Saving money is easy in principle but difficult in practice. In theory, all you need to do is spend less money than you make, and set the extra income aside for future use. But try as you may, your piggy bank fails to accumulate any wealth over time.
Like many challenges in life, the hardest part of saving money is simply getting started. Money-saving challenges can help with this, as they offer a great way of getting started by setting out a plan of action for you. While any savings plan is better than none, the following four savings challenges offer you the best chances for success in 2016.
The 52-week money-saving challenge is simple and works on a “snowball” principle. On the last day of week one, deposit one dollar in your savings jar.
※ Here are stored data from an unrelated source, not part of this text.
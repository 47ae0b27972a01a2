//! 配置校验模块
//!
//! 校验规则：
//! - batch_size / 超时 / 并发批次数 > 0
//! - thread_timeout_ms > batch_timeout_ms
//! - metrics_port 不为 0
//! - log_level 为已知级别

use contracts::ContractError;

use crate::{BatchFileConfig, ObservabilitySection};

const LOG_LEVELS: [&str; 5] = ["trace", "debug", "info", "warn", "error"];

/// 校验配置文件
///
/// 返回第一个遇到的错误，或 Ok(())。
pub fn validate(config: &BatchFileConfig) -> Result<(), ContractError> {
    config.batch.ensure_valid()?;
    validate_observability(&config.observability)?;
    Ok(())
}

fn validate_observability(section: &ObservabilitySection) -> Result<(), ContractError> {
    if section.metrics_port == Some(0) {
        return Err(ContractError::config_validation(
            "observability.metrics_port",
            "port must be non-zero",
        ));
    }

    if let Some(level) = &section.log_level {
        if !LOG_LEVELS.contains(&level.to_lowercase().as_str()) {
            return Err(ContractError::config_validation(
                "observability.log_level",
                format!("unknown log level '{level}', expected one of {LOG_LEVELS:?}"),
            ));
        }
    }

    Ok(())
}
On the last day of week two, deposit two dollars in the jar. As you continue this pattern, you will begin accumulating quite a bit of money. If you stay true to the formula, you will have amassed more than $1,300 by the end of the year. You can also try out a 52-week savings plan that may be be a bit easier to follow; it’s detailed here.
The save-splurge challenge emphasizes the importance of both saving and spending money. By periodically allowing yourself to splurge, you will find it easier to adopt a consistent savings plan. Set up this challenge by identifying a comfortable rate of savings — perhaps 10 percent of your weekly paycheck. Begin your savings plan, but then buy yourself a treat every four to eight weeks.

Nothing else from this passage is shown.